Россия. Путь к Просвещению. Том 2 - страница 23



Представляя проект реформы Сената, Панин призывал, чтобы каждый из вновь создаваемых департаментов принимал решения в коллегии, состоящей «не меньше как из пяти сенаторов». Единогласные решения той или иной департаментской коллегии должны были «почитаться… равно как бы всем сенатом то учинено было» [СИРИО 1867–1916, 7: 215–216]. Любой важный вопрос, который не мог быть решен единогласно, передавался генерал-прокурору Сената, которому предписывалось при решении проблемы «поступать весьма осмотрительно» [СИРИО 1867–1916, 7: 216]. По замыслу Панина, обер-прокурор (глава департамента) был вправе попытаться разрешить спорный вопрос внутри департамента, однако разногласия между обер-прокурором и сенаторами или противоречия между сенаторами, оставшиеся неразрешенными после обсуждения в департаменте, должны были передаваться на обсуждение всего Сената.

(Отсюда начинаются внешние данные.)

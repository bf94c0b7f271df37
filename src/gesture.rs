//! Swipe-to-favorite gesture state machine.
//!
//! One instance per visible card. Raw drag samples update only this
//! ephemeral state; the favorites store is touched by the caller, and only
//! after the commit animation finishes. The machine is pure: time comes in
//! through `tick(dt)`, so the whole thing is testable without a clock.

/// Rightward displacement fraction of the viewport width that commits.
pub const COMMIT_THRESHOLD_RATIO: f32 = 0.3;

/// Rotation at a full viewport-width of horizontal displacement, degrees.
pub const MAX_ROTATION_DEGREES: f32 = 30.0;

/// Duration of the commit fly-out animation, seconds.
pub const COMMIT_DURATION_SECS: f32 = 0.3;

/// How far past the viewport edge the card flies out on commit.
const COMMIT_EXIT_RATIO: f32 = 1.2;

// Spring constants for the snap-back animation, per-second units.
const SPRING_STIFFNESS: f32 = 170.0;
const SPRING_DAMPING: f32 = 18.0;

// Rest detection: offset in logical pixels, velocity in px/s.
const SETTLE_OFFSET_EPS: f32 = 0.5;
const SETTLE_VELOCITY_EPS: f32 = 4.0;

#[derive(Debug, Clone, Copy, PartialEq, Eq)]
pub enum Phase {
    Idle,
    Dragging,
    Committing,
    SnappingBack,
}

/// Outcome of releasing a drag.
#[derive(Debug, Clone, Copy, PartialEq, Eq)]
pub enum Release {
    Commit,
    SnapBack,
}

/// Result of advancing the animations by one frame.
#[derive(Debug, Clone, Copy, PartialEq, Eq)]
pub enum Tick {
    /// Nothing to animate (Idle or Dragging).
    Still,
    /// An animation is in flight; redraw.
    Animating,
    /// The commit fly-out just finished; favorite the movie and drop the card.
    Committed,
    /// The snap-back just came to rest; phase is Idle again.
    Settled,
}

#[derive(Debug, Clone)]
pub struct SwipeGesture {
    phase: Phase,
    offset: (f32, f32),
    velocity: (f32, f32),
    /// Offset at the moment of commit, start of the fly-out interpolation.
    commit_from: (f32, f32),
    /// Fly-out destination, past the right viewport edge.
    commit_to: (f32, f32),
    commit_elapsed: f32,
    opacity: f32,
}

impl SwipeGesture {
    pub fn new() -> Self {
        SwipeGesture {
            phase: Phase::Idle,
            offset: (0.0, 0.0),
            velocity: (0.0, 0.0),
            commit_from: (0.0, 0.0),
            commit_to: (0.0, 0.0),
            commit_elapsed: 0.0,
            opacity: 1.0,
        }
    }

    pub fn phase(&self) -> Phase {
        self.phase
    }

    pub fn offset(&self) -> (f32, f32) {
        self.offset
    }

    pub fn opacity(&self) -> f32 {
        self.opacity
    }

    /// Rotation in degrees, linear in horizontal displacement: zero at the
    /// origin, ±30° at ±`viewport_width`.
    pub fn rotation(&self, viewport_width: f32) -> f32 {
        if viewport_width <= 0.0 {
            return 0.0;
        }
        self.offset.0 / viewport_width * MAX_ROTATION_DEGREES
    }

    pub fn is_animating(&self) -> bool {
        matches!(self.phase, Phase::Committing | Phase::SnappingBack)
    }

    /// Feed a raw drag sample. Accepted only while Idle or Dragging; once
    /// an exit animation runs the card no longer follows the pointer.
    pub fn drag_to(&mut self, x: f32, y: f32) {
        match self.phase {
            Phase::Idle | Phase::Dragging => {
                self.phase = Phase::Dragging;
                self.offset = (x, y);
            }
            Phase::Committing | Phase::SnappingBack => {}
        }
    }

    /// End the drag. Commits only on a rightward displacement at or past
    /// the threshold; everything else snaps back.
    pub fn release(&mut self, viewport_width: f32) -> Release {
        if self.phase != Phase::Dragging {
            return Release::SnapBack;
        }
        if self.offset.0 >= COMMIT_THRESHOLD_RATIO * viewport_width {
            self.phase = Phase::Committing;
            self.commit_elapsed = 0.0;
            self.commit_from = self.offset;
            self.commit_to = (COMMIT_EXIT_RATIO * viewport_width, self.offset.1);
            Release::Commit
        } else {
            self.phase = Phase::SnappingBack;
            self.velocity = (0.0, 0.0);
            Release::SnapBack
        }
    }

    /// Advance animations by `dt` seconds.
    pub fn tick(&mut self, dt: f32) -> Tick {
        match self.phase {
            Phase::Idle | Phase::Dragging => Tick::Still,
            Phase::Committing => self.tick_commit(dt),
            Phase::SnappingBack => self.tick_snap_back(dt),
        }
    }

    fn tick_commit(&mut self, dt: f32) -> Tick {
        self.commit_elapsed += dt;
        let t = (self.commit_elapsed / COMMIT_DURATION_SECS).min(1.0);
        self.offset = (
            lerp(self.commit_from.0, self.commit_to.0, t),
            lerp(self.commit_from.1, self.commit_to.1, t),
        );
        self.opacity = 1.0 - t;
        if t >= 1.0 {
            Tick::Committed
        } else {
            Tick::Animating
        }
    }

    fn tick_snap_back(&mut self, dt: f32) -> Tick {
        // Damped spring toward the origin, semi-implicit Euler. Large dt
        // (a stalled frame) is split so the integration stays stable.
        let mut remaining = dt;
        while remaining > 0.0 {
            let step = remaining.min(1.0 / 60.0);
            remaining -= step;

            let (x, y) = self.offset;
            let (vx, vy) = self.velocity;
            let ax = -SPRING_STIFFNESS * x - SPRING_DAMPING * vx;
            let ay = -SPRING_STIFFNESS * y - SPRING_DAMPING * vy;
            self.velocity = (vx + ax * step, vy + ay * step);
            self.offset = (x + self.velocity.0 * step, y + self.velocity.1 * step);
        }

        let at_rest = self.offset.0.abs() < SETTLE_OFFSET_EPS
            && self.offset.1.abs() < SETTLE_OFFSET_EPS
            && self.velocity.0.abs() < SETTLE_VELOCITY_EPS
            && self.velocity.1.abs() < SETTLE_VELOCITY_EPS;
        if at_rest {
            self.offset = (0.0, 0.0);
            self.velocity = (0.0, 0.0);
            self.phase = Phase::Idle;
            Tick::Settled
        } else {
            Tick::Animating
        }
    }
}

impl Default for SwipeGesture {
    fn default() -> Self {
        SwipeGesture::new()
    }
}

fn lerp(a: f32, b: f32, t: f32) -> f32 {
    a + (b - a) * t
}

#[cfg(test)]
mod tests {
    use super::*;

    const W: f32 = 400.0;
    const FRAME: f32 = 1.0 / 60.0;

    fn dragged_to(x: f32) -> SwipeGesture {
        let mut g = SwipeGesture::new();
        g.drag_to(x, 0.0);
        g
    }

    #[test]
    fn starts_idle_at_origin() {
        let g = SwipeGesture::new();
        assert_eq!(g.phase(), Phase::Idle);
        assert_eq!(g.offset(), (0.0, 0.0));
        assert_eq!(g.opacity(), 1.0);
    }

    #[test]
    fn first_drag_sample_enters_dragging() {
        let mut g = SwipeGesture::new();
        g.drag_to(5.0, -2.0);
        assert_eq!(g.phase(), Phase::Dragging);
        assert_eq!(g.offset(), (5.0, -2.0));
    }

    #[test]
    fn release_at_exact_threshold_commits() {
        let mut g = dragged_to(0.3 * W);
        assert_eq!(g.release(W), Release::Commit);
        assert_eq!(g.phase(), Phase::Committing);
    }

    #[test]
    fn release_just_under_threshold_snaps_back() {
        let mut g = dragged_to(0.29 * W);
        assert_eq!(g.release(W), Release::SnapBack);
        assert_eq!(g.phase(), Phase::SnappingBack);
    }

    #[test]
    fn leftward_release_never_commits() {
        let mut g = dragged_to(-0.9 * W);
        assert_eq!(g.release(W), Release::SnapBack);
    }

    #[test]
    fn release_without_drag_is_a_snap_back_noop() {
        let mut g = SwipeGesture::new();
        assert_eq!(g.release(W), Release::SnapBack);
        assert_eq!(g.phase(), Phase::Idle);
    }

    #[test]
    fn rotation_is_linear_in_horizontal_offset() {
        let mut g = SwipeGesture::new();
        assert_eq!(g.rotation(W), 0.0);

        g.drag_to(W, 0.0);
        assert!((g.rotation(W) - 30.0).abs() < 1e-4);

        g.drag_to(-W, 0.0);
        assert!((g.rotation(W) + 30.0).abs() < 1e-4);

        g.drag_to(W / 2.0, 0.0);
        assert!((g.rotation(W) - 15.0).abs() < 1e-4);
    }

    #[test]
    fn vertical_offset_does_not_rotate() {
        let mut g = SwipeGesture::new();
        g.drag_to(0.0, 120.0);
        assert_eq!(g.rotation(W), 0.0);
    }

    #[test]
    fn commit_finishes_after_300ms_and_fades_out() {
        let mut g = dragged_to(0.5 * W);
        g.release(W);

        let mut committed = 0;
        let mut elapsed = 0.0;
        while elapsed < 1.0 {
            match g.tick(FRAME) {
                Tick::Committed => {
                    committed += 1;
                    break;
                }
                Tick::Animating => {}
                other => panic!("unexpected tick result: {other:?}"),
            }
            elapsed += FRAME;
        }
        assert_eq!(committed, 1);
        // 300ms at 60fps is 18 frames; allow one frame of quantization.
        assert!(elapsed <= COMMIT_DURATION_SECS + FRAME, "took {elapsed}s");
        assert_eq!(g.opacity(), 0.0);
        assert!(g.offset().0 >= 1.2 * W - 1e-3);
    }

    #[test]
    fn commit_ignores_further_drag_samples() {
        let mut g = dragged_to(0.5 * W);
        g.release(W);
        let before = g.offset();
        g.drag_to(0.0, 0.0);
        assert_eq!(g.offset(), before);
        assert_eq!(g.phase(), Phase::Committing);
    }

    #[test]
    fn snap_back_settles_at_origin_and_returns_to_idle() {
        let mut g = dragged_to(0.25 * W);
        g.release(W);

        let mut settled = false;
        for _ in 0..600 {
            if g.tick(FRAME) == Tick::Settled {
                settled = true;
                break;
            }
        }
        assert!(settled, "spring never settled");
        assert_eq!(g.phase(), Phase::Idle);
        assert_eq!(g.offset(), (0.0, 0.0));
        assert_eq!(g.opacity(), 1.0);
    }

    #[test]
    fn snap_back_survives_a_stalled_frame() {
        let mut g = dragged_to(0.2 * W);
        g.release(W);
        // One long dt must not blow the integration up.
        g.tick(0.5);
        assert!(g.offset().0.abs() < 0.3 * W);
    }

    #[test]
    fn tick_while_idle_is_still() {
        let mut g = SwipeGesture::new();
        assert_eq!(g.tick(FRAME), Tick::Still);
    }
}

В этом случае генерал-прокурор имел право по своему усмотрению созвать полное собрание Сената для обсуждения и решить дело большинством голосов [СИРИО 1867–1916, 7: 215–216]. Правовые решения Сената «для всяких новых и в департаментах не трактованных еще государственных дел» должны были совершаться «по государственным уставам и в силе законов». Если же новаторские толкования полностью выходили за рамки положений действующего свода законов, то генерал-прокурор должен был доложить об этом самодержцу [СИРИО 1867–1916, 7: 216].

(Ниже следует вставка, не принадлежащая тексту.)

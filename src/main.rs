use reelcine::state::App;

fn main() -> iced::Result {
    env_logger::init();
    iced::application(App::boot, App::update, App::view)
        .title("ReelCine")
        .subscription(App::subscription)
        .run()
}
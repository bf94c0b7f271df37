pub mod app;
pub mod favorites;
pub mod gesture;
pub mod message;
pub mod model;
pub mod poster;
pub mod state;
pub mod storage;
pub mod tmdb;
pub mod ui;
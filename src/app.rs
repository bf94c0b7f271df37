use std::sync::Arc;
use std::time::Instant;

use iced::event;
use iced::{Element, Subscription, Task};

use crate::favorites::FavoritesStore;
use crate::gesture::Tick;
use crate::message::Message;
use crate::model::Movie;
use crate::poster;
use crate::state::{ActiveDrag, App};
use crate::storage::{FileStore, KeyValueStore};
use crate::ui;

/// Longest dt fed to the gesture animations; a stalled frame should not
/// teleport cards.
const MAX_FRAME_SECS: f32 = 0.1;

impl App {
    /// Build the initial state and kick off favorites hydration and the
    /// catalog fetch.
    pub fn boot() -> (Self, Task<Message>) {
        let storage: Arc<dyn KeyValueStore> = Arc::new(FileStore::new());
        let app = App::new(Arc::clone(&storage));

        let hydrate = Task::perform(
            FavoritesStore::hydrate(storage),
            Message::FavoritesHydrated,
        );
        let catalog = app.catalog.clone();
        let fetch = Task::perform(
            async move { catalog.fetch_popular().await },
            Message::MoviesFetched,
        );

        (app, Task::batch([hydrate, fetch]))
    }

    /// Handle UI messages and state updates.
    pub fn update(&mut self, message: Message) -> Task<Message> {
        match message {
            Message::MoviesFetched(movies) => {
                self.status = if movies.is_empty() {
                    "No movies available".to_string()
                } else {
                    format!("{} popular movies", movies.len())
                };
                self.movies = movies;
                self.load_missing_posters()
            }
            Message::FavoritesHydrated(movies) => {
                log::info!("restored {} favorites", movies.len());
                self.favorites.set_hydrated(movies);
                self.load_missing_posters()
            }
            Message::PersistFinished(result) => {
                // Best-effort durability: the in-memory list stands either way.
                if let Err(e) = result {
                    log::error!("failed to persist favorites: {e}");
                    self.status = "Favorites could not be saved".to_string();
                }
                Task::none()
            }
            Message::PosterLoaded(id, handle) => {
                if let Some(handle) = handle {
                    self.posters.insert(id, handle);
                }
                Task::none()
            }
            Message::TabSelected(screen) => {
                self.screen = screen;
                Task::none()
            }
            Message::CardPressed(id) => {
                self.active_drag = Some(ActiveDrag {
                    movie_id: id,
                    anchor: None,
                });
                Task::none()
            }
            Message::CardMoved(id, point) => {
                let Some(drag) = self.active_drag.as_mut() else {
                    return Task::none();
                };
                if drag.movie_id != id {
                    return Task::none();
                }
                let gesture = self.gestures.entry(id).or_default();
                match drag.anchor {
                    Some(anchor) => {
                        gesture.drag_to(point.x - anchor.x, point.y - anchor.y);
                    }
                    None => {
                        drag.anchor = Some(point);
                        gesture.drag_to(0.0, 0.0);
                    }
                }
                Task::none()
            }
            Message::CardReleased(id) => {
                let held = self
                    .active_drag
                    .is_some_and(|drag| drag.movie_id == id);
                if held {
                    self.active_drag = None;
                    if let Some(gesture) = self.gestures.get_mut(&id) {
                        gesture.release(self.viewport_width);
                    }
                }
                Task::none()
            }
            Message::RemoveFavorite(id) => {
                if self.favorites.remove(id) {
                    self.persist_favorites()
                } else {
                    Task::none()
                }
            }
            Message::AnimationTick(now) => self.advance_animations(now),
            Message::EventOccurred(event) => {
                if let iced::Event::Window(iced::window::Event::Resized(size)) = event {
                    self.viewport_width = size.width;
                }
                Task::none()
            }
        }
    }

    /// Advance every card animation by one frame and apply commit effects.
    fn advance_animations(&mut self, now: Instant) -> Task<Message> {
        let dt = self
            .last_tick
            .map(|t| now.duration_since(t).as_secs_f32())
            .unwrap_or(1.0 / 60.0)
            .min(MAX_FRAME_SECS);
        self.last_tick = Some(now);

        let mut committed: Vec<i64> = Vec::new();
        for (id, gesture) in self.gestures.iter_mut() {
            if gesture.tick(dt) == Tick::Committed {
                committed.push(*id);
            }
        }

        let mut tasks = Vec::new();
        for id in committed {
            self.gestures.remove(&id);
            // The card may have vanished while the fly-out ran; a stale
            // completion must not touch the store.
            let Some(index) = self.movies.iter().position(|m| m.id == id) else {
                continue;
            };
            let movie = self.movies.remove(index);
            self.status = format!("Added '{}' to favorites", movie.title);
            if self.favorites.add(movie) {
                tasks.push(self.persist_favorites());
            }
        }

        if !self.is_animating() {
            self.last_tick = None;
        }
        Task::batch(tasks)
    }

    /// Fire-and-forget write of the whole favorites list.
    fn persist_favorites(&self) -> Task<Message> {
        Task::perform(self.favorites.persist(), |result| {
            Message::PersistFinished(result.map_err(|e| e.to_string()))
        })
    }

    /// Kick off poster downloads for any movie that still lacks one.
    fn load_missing_posters(&self) -> Task<Message> {
        let pending: Vec<Movie> = self
            .movies
            .iter()
            .chain(self.favorites.movies())
            .filter(|m| !m.poster_path.is_empty() && !self.posters.contains_key(&m.id))
            .cloned()
            .collect();

        Task::batch(pending.into_iter().map(|movie| {
            let id = movie.id;
            let http = self.http.clone();
            Task::perform(poster::fetch_poster(http, movie), move |handle| {
                Message::PosterLoaded(id, handle)
            })
        }))
    }

    /// Subscribe to window events, plus frame ticks while cards animate.
    pub fn subscription(&self) -> Subscription<Message> {
        let events = event::listen().map(Message::EventOccurred);
        if self.is_animating() {
            let frames = iced::time::every(std::time::Duration::from_millis(16))
                .map(Message::AnimationTick);
            Subscription::batch([events, frames])
        } else {
            events
        }
    }

    /// Render the view.
    pub fn view(&self) -> Element<'_, Message> {
        ui::render_main_view(self)
    }
}

#[cfg(test)]
mod tests {
    use super::*;
    use crate::state::Screen;
    use crate::storage::MemoryStore;
    use iced::Point;

    fn app() -> App {
        App::new(Arc::new(MemoryStore::new()))
    }

    fn movie(id: i64, title: &str) -> Movie {
        Movie {
            id,
            title: title.to_string(),
            poster_path: String::new(),
            vote_average: 6.5,
        }
    }

    fn drag_card(app: &mut App, id: i64, dx: f32) {
        let _ = app.update(Message::CardPressed(id));
        let _ = app.update(Message::CardMoved(id, Point::new(100.0, 300.0)));
        let _ = app.update(Message::CardMoved(id, Point::new(100.0 + dx, 300.0)));
        let _ = app.update(Message::CardReleased(id));
    }

    fn run_animation(app: &mut App, frames: u32) {
        let mut now = Instant::now();
        for _ in 0..frames {
            now += std::time::Duration::from_millis(16);
            let _ = app.update(Message::AnimationTick(now));
        }
    }

    #[test]
    fn swipe_past_threshold_commits_and_favorites_the_movie() {
        let mut app = app();
        app.viewport_width = 800.0;
        let _ = app.update(Message::MoviesFetched(vec![movie(1, "A"), movie(2, "B")]));

        drag_card(&mut app, 1, 0.5 * 800.0);
        assert!(app.is_animating());

        run_animation(&mut app, 30);
        assert!(app.favorites.contains(1));
        assert!(!app.movies.iter().any(|m| m.id == 1));
        assert!(app.movies.iter().any(|m| m.id == 2));
        assert!(!app.is_animating());
    }

    #[test]
    fn swipe_under_threshold_snaps_back_and_favorites_nothing() {
        let mut app = app();
        app.viewport_width = 800.0;
        let _ = app.update(Message::MoviesFetched(vec![movie(1, "A")]));

        drag_card(&mut app, 1, 0.29 * 800.0);
        run_animation(&mut app, 600);

        assert!(app.favorites.is_empty());
        assert_eq!(app.movies.len(), 1);
        assert!(!app.is_animating());
    }

    #[test]
    fn leftward_swipe_never_favorites() {
        let mut app = app();
        app.viewport_width = 800.0;
        let _ = app.update(Message::MoviesFetched(vec![movie(1, "A")]));

        drag_card(&mut app, 1, -700.0);
        run_animation(&mut app, 600);

        assert!(app.favorites.is_empty());
        assert_eq!(app.movies.len(), 1);
    }

    #[test]
    fn moves_for_a_different_card_are_ignored() {
        let mut app = app();
        let _ = app.update(Message::MoviesFetched(vec![movie(1, "A"), movie(2, "B")]));

        let _ = app.update(Message::CardPressed(1));
        let _ = app.update(Message::CardMoved(2, Point::new(50.0, 50.0)));
        assert!(!app.gestures.contains_key(&2));
    }

    #[test]
    fn release_without_press_is_a_noop() {
        let mut app = app();
        let _ = app.update(Message::MoviesFetched(vec![movie(1, "A")]));
        let _ = app.update(Message::CardReleased(1));
        assert!(!app.is_animating());
    }

    #[test]
    fn remove_favorite_updates_the_list() {
        let mut app = app();
        let _ = app.update(Message::FavoritesHydrated(vec![movie(1, "A"), movie(2, "B")]));
        let _ = app.update(Message::RemoveFavorite(1));

        let ids: Vec<_> = app.favorites.movies().iter().map(|m| m.id).collect();
        assert_eq!(ids, [2]);
    }

    #[test]
    fn tab_selection_switches_screens() {
        let mut app = app();
        assert_eq!(app.screen, Screen::Home);
        let _ = app.update(Message::TabSelected(Screen::Favorites));
        assert_eq!(app.screen, Screen::Favorites);
    }

    #[test]
    fn commit_for_a_vanished_card_is_dropped() {
        let mut app = app();
        app.viewport_width = 800.0;
        let _ = app.update(Message::MoviesFetched(vec![movie(1, "A")]));

        drag_card(&mut app, 1, 500.0);
        // Candidate list is replaced mid-animation; the stale commit must
        // not favorite anything.
        let _ = app.update(Message::MoviesFetched(Vec::new()));
        run_animation(&mut app, 30);

        assert!(app.favorites.is_empty());
    }
}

Таким образом, Панин предложил новое место для российского законотворчества (Императорский совет), новые процедуры принятия законов (составление проектов в ведомствах под руководством статских секретарей, официальное представление и обсуждение этих проектов в Императорском совете, подписание монархом и контрасигнирование статскими секретарями), новые процедуры рассмотрения возможных конфликтов между новыми и старыми законами («право» статских секретарей доносить государю о таких коллизиях). Панин также преобразовал сенат в орган, в котором сочеталась эффективность малых групп (коллегии из пяти человек), контроль одного администратора (генерал-прокурора или обер-прокурора) и широкое обсуждение (на пленарных заседаниях сената).

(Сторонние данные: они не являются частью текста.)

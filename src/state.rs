//! Shared application state.
//!
//! DESIGN
//! ======
//! `AppState` is built once at startup and handed to every consumer. It owns
//! the single `ApiGateway` and the two state stores built on top of it; all
//! inner fields are `Arc`-wrapped so clones share the same session.

#[cfg(test)]
#[path = "state_test.rs"]
mod state_test;

use std::sync::Arc;

use crate::config::ClientConfig;
use crate::error::ApiError;
use crate::gateway::ApiGateway;
use crate::session::SessionStore;
use crate::storage::KeyValueStorage;
use crate::theme::ThemeStore;

#[derive(Clone)]
pub struct AppState {
    pub gateway: Arc<ApiGateway>,
    pub session: Arc<SessionStore>,
    pub theme: Arc<ThemeStore>,
}

impl AppState {
    /// Wire gateway, session, and theme over one storage backend.
    ///
    /// Does not touch the network; call `session.restore()` to validate a
    /// stored token.
    ///
    /// # Errors
    ///
    /// Returns an error if the HTTP client cannot be built or storage cannot
    /// be read.
    pub fn new(config: &ClientConfig, storage: Arc<dyn KeyValueStorage>) -> Result<Self, ApiError> {
        let gateway = Arc::new(ApiGateway::new(config, storage.clone())?);
        let session = Arc::new(SessionStore::new(gateway.clone()));
        let theme = Arc::new(ThemeStore::load(storage));
        Ok(Self { gateway, session, theme })
    }
}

План Панина выходил далеко за рамки косметических изменений императорской бюрократии, но он не вводил разделения власти на самостоятельные ветви, как это предполагалось в работах Локка и Монтескьё, а также в «Комментариях к законам Англии» английского юриста Уильяма Блэкстона (1766–1770). Императорский совет Панина представлял собой законодательный орган, члены которого назначались монархом, заседания проходили в его присутствии, а решения не имели юридической силы, если не были подписаны государем; при этом каждый из статских секретарей совета «с портфелем» выполнял исполнительную роль в государственной бюрократии. В Сенате Панина смешивалась юридическая функция толкования законов с исполнительной функцией надзора за их исполнением. Таким образом, в Императорском совете и в Сенате исполнительные, законодательные и судебные функции скорее были намеренно смешаны, а не разделены.

Согласно проекту манифеста, представленному Паниным на подпись Екатерине, общая цель предлагаемого закона заключалась в укреплении государства, то есть в том, чтобы «непоколебимо утвердить форму и порядок, которыми, под императорскою самодержавною властию, государство навсегда управляемо быть должно» [СИРИО 1867–1916, 7: 210–211]. Как предполагалось, проект должен был обезопасить власть от людей, которые «стараются возлагать на счет собственнаго государственнаго самоизволения все то, что они таким образом ни производили» и избавить ее от пороков, «которые по временам внедривались во все течение правления» [СИРИО 1867–1916, 7: 205, 209]. Панин отмечал, что поспешно проведенные Петром реформы, несмотря на их масштабное влияние на Россию, оказались неспособны «привести к совершенству гражданское государственное установление». Преемники Петра пытались решить проблемы государства путем принятия краткосрочных мер, которые, «не получая силы прочности, переменою времен или сами упадали, или подвергались руководству припадочных и случайных людей». Панин сетовал, что при Елизавете государство управлялось «одними персонами и их изволениями без знаний и вне мест» [СИРИО 1867–1916, 7: 210].